#### Data for this exercise
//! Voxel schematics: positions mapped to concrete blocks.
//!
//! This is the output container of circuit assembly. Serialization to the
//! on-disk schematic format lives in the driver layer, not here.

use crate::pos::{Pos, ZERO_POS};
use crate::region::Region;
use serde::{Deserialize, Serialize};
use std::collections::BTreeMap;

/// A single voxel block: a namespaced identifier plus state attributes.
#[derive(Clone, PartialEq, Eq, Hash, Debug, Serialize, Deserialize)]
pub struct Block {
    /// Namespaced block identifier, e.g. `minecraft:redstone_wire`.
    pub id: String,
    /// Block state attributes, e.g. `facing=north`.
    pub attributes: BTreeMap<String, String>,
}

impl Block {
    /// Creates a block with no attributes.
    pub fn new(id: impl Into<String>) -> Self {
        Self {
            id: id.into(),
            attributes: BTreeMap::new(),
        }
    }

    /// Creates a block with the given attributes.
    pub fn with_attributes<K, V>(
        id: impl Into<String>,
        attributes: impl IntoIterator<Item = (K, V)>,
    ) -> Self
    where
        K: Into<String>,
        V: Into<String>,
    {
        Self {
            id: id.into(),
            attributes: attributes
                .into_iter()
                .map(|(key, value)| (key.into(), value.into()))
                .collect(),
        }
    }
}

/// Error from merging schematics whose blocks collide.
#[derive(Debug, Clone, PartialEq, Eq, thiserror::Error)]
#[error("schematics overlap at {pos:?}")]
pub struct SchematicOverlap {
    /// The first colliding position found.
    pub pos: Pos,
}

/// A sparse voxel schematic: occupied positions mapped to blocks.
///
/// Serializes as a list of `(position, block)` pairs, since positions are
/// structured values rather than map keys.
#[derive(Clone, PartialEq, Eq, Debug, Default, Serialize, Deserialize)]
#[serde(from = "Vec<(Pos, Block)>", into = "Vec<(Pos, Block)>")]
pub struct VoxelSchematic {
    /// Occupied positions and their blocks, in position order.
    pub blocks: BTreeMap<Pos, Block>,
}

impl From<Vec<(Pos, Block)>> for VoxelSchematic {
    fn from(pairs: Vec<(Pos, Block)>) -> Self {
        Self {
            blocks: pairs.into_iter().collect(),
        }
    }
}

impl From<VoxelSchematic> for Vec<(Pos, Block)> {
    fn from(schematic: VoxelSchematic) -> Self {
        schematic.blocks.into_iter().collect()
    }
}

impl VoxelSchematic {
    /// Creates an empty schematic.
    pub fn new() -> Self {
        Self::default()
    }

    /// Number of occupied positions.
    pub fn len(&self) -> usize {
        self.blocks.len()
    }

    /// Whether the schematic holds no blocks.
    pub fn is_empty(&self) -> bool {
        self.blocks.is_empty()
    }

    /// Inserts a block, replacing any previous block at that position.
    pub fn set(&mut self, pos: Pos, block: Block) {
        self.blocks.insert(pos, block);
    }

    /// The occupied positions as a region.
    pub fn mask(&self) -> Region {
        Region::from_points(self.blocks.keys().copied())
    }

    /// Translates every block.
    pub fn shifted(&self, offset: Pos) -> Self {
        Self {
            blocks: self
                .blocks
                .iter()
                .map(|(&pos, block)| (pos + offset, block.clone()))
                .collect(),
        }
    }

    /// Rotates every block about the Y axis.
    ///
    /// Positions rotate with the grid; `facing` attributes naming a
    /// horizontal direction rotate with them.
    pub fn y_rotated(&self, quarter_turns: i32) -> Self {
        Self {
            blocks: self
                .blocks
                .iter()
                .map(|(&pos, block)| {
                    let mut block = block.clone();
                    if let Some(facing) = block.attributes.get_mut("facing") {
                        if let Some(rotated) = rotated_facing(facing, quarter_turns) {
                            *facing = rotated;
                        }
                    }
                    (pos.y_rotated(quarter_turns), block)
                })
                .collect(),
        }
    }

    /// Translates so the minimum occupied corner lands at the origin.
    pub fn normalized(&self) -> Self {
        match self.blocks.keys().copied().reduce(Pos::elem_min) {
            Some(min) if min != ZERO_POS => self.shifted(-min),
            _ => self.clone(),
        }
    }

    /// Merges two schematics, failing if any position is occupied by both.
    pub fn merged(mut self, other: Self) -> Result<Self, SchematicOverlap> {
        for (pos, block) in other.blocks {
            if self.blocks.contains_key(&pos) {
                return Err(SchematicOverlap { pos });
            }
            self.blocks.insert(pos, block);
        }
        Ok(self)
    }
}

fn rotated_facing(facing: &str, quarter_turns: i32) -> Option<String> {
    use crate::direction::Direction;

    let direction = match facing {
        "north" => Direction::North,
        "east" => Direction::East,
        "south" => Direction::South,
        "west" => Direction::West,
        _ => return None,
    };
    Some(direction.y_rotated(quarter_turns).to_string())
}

---

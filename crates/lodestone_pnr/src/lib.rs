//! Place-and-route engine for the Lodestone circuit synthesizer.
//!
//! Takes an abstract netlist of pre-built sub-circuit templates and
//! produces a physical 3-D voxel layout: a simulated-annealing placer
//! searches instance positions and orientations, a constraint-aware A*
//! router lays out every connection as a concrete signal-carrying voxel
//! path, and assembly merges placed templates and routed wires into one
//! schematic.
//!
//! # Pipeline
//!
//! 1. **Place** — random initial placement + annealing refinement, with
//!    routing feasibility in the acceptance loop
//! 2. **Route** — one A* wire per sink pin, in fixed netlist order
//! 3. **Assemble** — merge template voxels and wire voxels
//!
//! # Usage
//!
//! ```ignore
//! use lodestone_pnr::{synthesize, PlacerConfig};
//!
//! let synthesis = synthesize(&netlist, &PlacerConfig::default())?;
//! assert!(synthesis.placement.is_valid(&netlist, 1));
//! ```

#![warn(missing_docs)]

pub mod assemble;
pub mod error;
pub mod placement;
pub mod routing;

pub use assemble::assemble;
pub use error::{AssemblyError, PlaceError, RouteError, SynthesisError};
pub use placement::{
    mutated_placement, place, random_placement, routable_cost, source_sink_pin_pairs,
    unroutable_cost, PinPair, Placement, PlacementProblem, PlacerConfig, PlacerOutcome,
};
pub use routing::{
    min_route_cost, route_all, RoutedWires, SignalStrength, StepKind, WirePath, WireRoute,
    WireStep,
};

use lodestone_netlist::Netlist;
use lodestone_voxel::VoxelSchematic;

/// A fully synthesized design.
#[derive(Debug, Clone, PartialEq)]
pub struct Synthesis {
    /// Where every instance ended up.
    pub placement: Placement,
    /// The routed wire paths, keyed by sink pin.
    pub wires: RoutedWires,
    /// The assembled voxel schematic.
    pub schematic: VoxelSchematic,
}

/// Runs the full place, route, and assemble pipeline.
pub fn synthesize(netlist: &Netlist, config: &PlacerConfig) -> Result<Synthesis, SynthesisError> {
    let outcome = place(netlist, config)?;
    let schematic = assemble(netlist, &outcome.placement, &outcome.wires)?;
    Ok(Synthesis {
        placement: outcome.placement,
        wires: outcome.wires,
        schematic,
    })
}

* * *

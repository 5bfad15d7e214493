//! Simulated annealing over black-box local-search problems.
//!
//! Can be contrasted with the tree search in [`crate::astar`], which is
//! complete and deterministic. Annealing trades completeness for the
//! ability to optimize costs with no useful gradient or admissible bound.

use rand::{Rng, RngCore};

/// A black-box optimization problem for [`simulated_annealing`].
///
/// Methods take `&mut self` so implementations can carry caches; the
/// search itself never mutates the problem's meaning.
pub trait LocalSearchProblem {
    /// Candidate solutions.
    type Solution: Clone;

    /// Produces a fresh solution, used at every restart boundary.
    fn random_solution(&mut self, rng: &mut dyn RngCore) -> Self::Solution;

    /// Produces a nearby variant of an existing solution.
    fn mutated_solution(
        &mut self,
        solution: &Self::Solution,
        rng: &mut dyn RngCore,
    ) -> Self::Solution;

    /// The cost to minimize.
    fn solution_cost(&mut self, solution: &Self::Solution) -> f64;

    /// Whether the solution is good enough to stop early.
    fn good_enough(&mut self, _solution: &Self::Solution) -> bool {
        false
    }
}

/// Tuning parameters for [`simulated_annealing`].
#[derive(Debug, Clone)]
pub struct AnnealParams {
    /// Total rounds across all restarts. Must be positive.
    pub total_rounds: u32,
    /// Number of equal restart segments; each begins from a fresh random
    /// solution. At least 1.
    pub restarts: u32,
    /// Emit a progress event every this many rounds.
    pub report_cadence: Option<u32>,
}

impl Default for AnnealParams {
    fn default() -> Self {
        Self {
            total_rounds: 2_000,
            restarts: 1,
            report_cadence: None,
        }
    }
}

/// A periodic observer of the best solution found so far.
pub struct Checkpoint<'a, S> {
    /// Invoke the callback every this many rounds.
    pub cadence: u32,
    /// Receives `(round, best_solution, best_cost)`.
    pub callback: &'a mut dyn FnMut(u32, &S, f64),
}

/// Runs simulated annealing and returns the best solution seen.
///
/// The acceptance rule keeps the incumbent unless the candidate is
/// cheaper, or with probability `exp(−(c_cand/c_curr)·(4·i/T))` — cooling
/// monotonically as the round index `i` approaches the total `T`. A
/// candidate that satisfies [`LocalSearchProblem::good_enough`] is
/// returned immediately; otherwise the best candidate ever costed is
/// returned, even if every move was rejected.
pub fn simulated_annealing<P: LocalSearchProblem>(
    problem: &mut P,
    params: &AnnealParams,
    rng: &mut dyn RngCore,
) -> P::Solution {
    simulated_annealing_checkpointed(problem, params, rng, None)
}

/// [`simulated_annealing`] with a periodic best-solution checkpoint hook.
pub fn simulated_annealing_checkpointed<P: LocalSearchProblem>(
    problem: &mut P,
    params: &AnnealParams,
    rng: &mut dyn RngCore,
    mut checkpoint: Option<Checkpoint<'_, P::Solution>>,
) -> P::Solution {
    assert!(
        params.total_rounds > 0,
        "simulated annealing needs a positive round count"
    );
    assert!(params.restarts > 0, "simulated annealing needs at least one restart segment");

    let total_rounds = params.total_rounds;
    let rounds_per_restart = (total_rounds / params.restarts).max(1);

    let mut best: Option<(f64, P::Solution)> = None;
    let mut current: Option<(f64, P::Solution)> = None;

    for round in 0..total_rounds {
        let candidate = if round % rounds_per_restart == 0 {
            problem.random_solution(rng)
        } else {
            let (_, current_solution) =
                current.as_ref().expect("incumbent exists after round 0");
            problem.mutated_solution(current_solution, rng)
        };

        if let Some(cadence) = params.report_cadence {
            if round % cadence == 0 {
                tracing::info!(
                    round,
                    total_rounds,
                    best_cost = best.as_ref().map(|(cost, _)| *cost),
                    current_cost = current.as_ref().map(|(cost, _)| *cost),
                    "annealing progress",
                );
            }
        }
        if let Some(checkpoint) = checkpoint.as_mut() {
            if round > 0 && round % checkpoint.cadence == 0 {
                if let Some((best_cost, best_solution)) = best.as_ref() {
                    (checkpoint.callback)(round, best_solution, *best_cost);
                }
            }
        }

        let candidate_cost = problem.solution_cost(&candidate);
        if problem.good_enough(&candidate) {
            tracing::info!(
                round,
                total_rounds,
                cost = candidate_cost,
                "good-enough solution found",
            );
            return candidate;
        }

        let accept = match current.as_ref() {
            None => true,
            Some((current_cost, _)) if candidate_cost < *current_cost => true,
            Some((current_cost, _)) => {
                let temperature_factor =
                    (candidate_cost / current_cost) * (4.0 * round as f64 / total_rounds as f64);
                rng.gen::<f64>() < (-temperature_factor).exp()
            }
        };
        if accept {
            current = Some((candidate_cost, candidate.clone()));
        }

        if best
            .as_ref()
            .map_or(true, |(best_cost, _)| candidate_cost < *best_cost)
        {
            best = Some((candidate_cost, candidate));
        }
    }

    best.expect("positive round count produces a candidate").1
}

#### Problem to work on
Copy the records above exactly, beginning at the line that contains "attributes: impl IntoIterator<Item" and stopping after the line that contains "whose blocks collide.".

#### Exercise result
        attributes: impl IntoIterator<Item = (K, V)>,
    ) -> Self
    where
        K: Into<String>,
        V: Into<String>,
    {
        Self {
            id: id.into(),
            attributes: attributes
                .into_iter()
                .map(|(key, value)| (key.into(), value.into()))
                .collect(),
        }
    }
}

/// Error from merging schematics whose blocks collide.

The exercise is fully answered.